The Loew's State Theatre was a movie theater at 1540 Broadway on Times Square in New York City. Designed by Thomas Lamb in the Adam style, it opened on August 29, 1921, as part of a 16-story office building for the Loew's Theatres company, with a seating capacity of 3,200 and featuring both vaudeville and films. It was the first theater on Broadway to cost $1 million. It was initially managed by Joseph Vogel, who later became president of Loew's Inc. and then MGM.

For several years it was a second-run theater featuring live acts and a feature (most often an MGM film that would have premiered at the Astor Theatre before having its initial run at the Capitol, both Loew's movie houses located just a few blocks from the State), although it also had frequent personal appearances and short subjects.

Loew's became the last theater in Times Square to continue booking vaudeville acts as that medium declined in the 1930s; when it hosted its last vaudeville show on December 23, 1947, sentimental goodbyes were made from the stage in recognition of the end of an era.

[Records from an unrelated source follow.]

/*!
 * Tests for the translation batcher.
 *
 * The translator is mocked; what is under test is slot seeding, the
 * per-language merge, primary-language exclusion, and batch-level
 * degradation.
 */

use scriptorium::book::model::ChapterBody;
use scriptorium::providers::mock::MockCollaborator;
use scriptorium::translate::{translate_book, TranslateOptions};

use crate::common::{flat_book, sectioned_book};

fn options() -> TranslateOptions {
    TranslateOptions {
        batch_size: 15,
        preserve_terms: vec!["Yahweh".to_string()],
        max_concurrent_batches: 2,
    }
}

#[tokio::test]
async fn test_translateBook_shouldFillParagraphSlots() {
    let mut book = flat_book("BK", &[&["In the beginning.", "There was text."]]);
    let mock = MockCollaborator::working();

    let report = translate_book(&mut book, &mock, &["fr".to_string()], &options()).await;

    assert_eq!(report.languages, 1);
    assert_eq!(report.translated_paragraphs, 2);

    let first = book.chapters[0].paragraphs().next().unwrap();
    assert_eq!(first.i18n.get("fr").unwrap(), "[fr] In the beginning.");
    // Source text untouched
    assert_eq!(first.text, "In the beginning.");
}

#[tokio::test]
async fn test_translateBook_shouldTranslateChapterAndSectionTitles() {
    let mut book = sectioned_book("BK", &["a"], &["b"]);
    let mock = MockCollaborator::working();

    let report = translate_book(&mut book, &mock, &["de".to_string()], &options()).await;

    // One chapter title + two section titles
    assert_eq!(report.translated_titles, 3);
    assert_eq!(book.chapters[0].i18n.get("de").unwrap(), "[de] Chapter 1");
    if let ChapterBody::Sectioned(sections) = &book.chapters[0].body {
        assert_eq!(sections[0].i18n.get("de").unwrap(), "[de] First");
    }
}

#[tokio::test]
async fn test_translateBook_shouldSkipPrimaryLanguage() {
    let mut book = flat_book("BK", &[&["Some text."]]);
    let mock = MockCollaborator::working();

    // "eng" and "en" are the same language in different code families
    let report = translate_book(&mut book, &mock, &["eng".to_string()], &options()).await;

    assert_eq!(report.languages, 0);
    assert_eq!(mock.request_count(), 0);
    let first = book.chapters[0].paragraphs().next().unwrap();
    assert!(first.i18n.is_empty());
}

#[tokio::test]
async fn test_translateBook_shouldSkipUnknownLanguageCodes() {
    let mut book = flat_book("BK", &[&["Some text."]]);
    let mock = MockCollaborator::working();

    let report = translate_book(&mut book, &mock, &["zz".to_string()], &options()).await;

    assert_eq!(report.languages, 0);
    assert_eq!(mock.request_count(), 0);
}

#[tokio::test]
async fn test_translateBook_onFailure_shouldSeedEmptySlots() {
    let mut book = flat_book("BK", &[&["Some text.", "More text."]]);
    let mock = MockCollaborator::failing();

    let report = translate_book(&mut book, &mock, &["fr".to_string()], &options()).await;

    assert_eq!(report.translated_paragraphs, 0);
    assert!(report.failed_batches >= 1);

    // First pass seeds the slot with an empty string even on failure
    for paragraph in book.chapters[0].paragraphs() {
        assert_eq!(paragraph.i18n.get("fr").unwrap(), "");
    }
}

#[tokio::test]
async fn test_translateBook_onFailure_shouldKeepPriorValue() {
    let mut book = flat_book("BK", &[&["Some text."]]);

    // First pass fills the slot
    translate_book(&mut book, &MockCollaborator::working(), &["fr".to_string()], &options()).await;
    let filled = book.chapters[0].paragraphs().next().unwrap().i18n.get("fr").unwrap().clone();
    assert!(!filled.is_empty());

    // Second pass fails: the prior value survives
    translate_book(&mut book, &MockCollaborator::failing(), &["fr".to_string()], &options()).await;
    let after = book.chapters[0].paragraphs().next().unwrap().i18n.get("fr").unwrap().clone();
    assert_eq!(filled, after);
}

#[tokio::test]
async fn test_translateBook_shouldNormalizeSlotKeys() {
    let mut book = flat_book("BK", &[&["Some text."]]);
    let mock = MockCollaborator::working();

    // ISO 639-2/B "fre" normalizes to the "fr" slot
    translate_book(&mut book, &mock, &["fre".to_string()], &options()).await;

    let first = book.chapters[0].paragraphs().next().unwrap();
    assert!(first.i18n.contains_key("fr"));
    assert!(!first.i18n.contains_key("fre"));
}

#[tokio::test]
async fn test_translateBook_multipleLanguages_shouldDegradeIndependently() {
    let mut book = flat_book("BK", &[&["Some text."]]);
    // Title call then batch call per language; fail every third request
    let mock = MockCollaborator::intermittent(3);

    let report = translate_book(
        &mut book,
        &mock,
        &["fr".to_string(), "de".to_string()],
        &options(),
    )
    .await;

    assert_eq!(report.languages, 2);
    // At least one language still landed its paragraphs
    assert!(report.translated_paragraphs >= 1);
}

#[tokio::test]
async fn test_translateBook_shouldChunkIntoBatches() {
    let texts: Vec<String> = (0..35).map(|i| format!("Paragraph number {}.", i)).collect();
    let refs: Vec<&str> = texts.iter().map(String::as_str).collect();
    let mut book = flat_book("BK", &[refs.as_slice()]);
    // Untitled chapters make call counting exact: no title calls
    book.chapters[0].title = None;

    let mock = MockCollaborator::working();
    translate_book(&mut book, &mock, &["fr".to_string()], &options()).await;

    // 35 paragraphs at batch size 15: three batch calls
    assert_eq!(mock.request_count(), 3);
}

A young Herbert Khaury, later known as Tiny Tim, worked at the theater as a messenger boy from March 1951 to August 1952.

In March 1959 the theater completed an $850,000 remodeling that reduced the number of seats from 3,316 to 1,885 but made them wider and increased the space between rows. The proscenium arch also was eliminated and a wide-screen projector was installed to permit the showing of CinemaScope and VistaVision (but not Cinerama) motion pictures. The interior was redecorated using a beige-on-gold palette. The remodeled theater reopened with the New York premiere of Some Like It Hot, with Marilyn Monroe in attendance.

The theater held several world premieres including The Three Musketeers (1948), Annie Get Your Gun (1950), Ben-Hur (1959), Becket (1964), and Doctor Dolittle (1967).

The cinema was split into two in 1968 with the former balcony re-opening on December 18, 1968, as the State II with 1,214 seats with the U.S. premiere of Chitty Chitty Bang Bang. The orchestra was renamed State I with 1,172 seats. In March 1972, State I held the world premiere of The Godfather, which also opened the following day at State II. The theater was sold to developer Bruce Eichner in 1986. It closed on February 19, 1987, and was replaced by the Bertelsmann Building.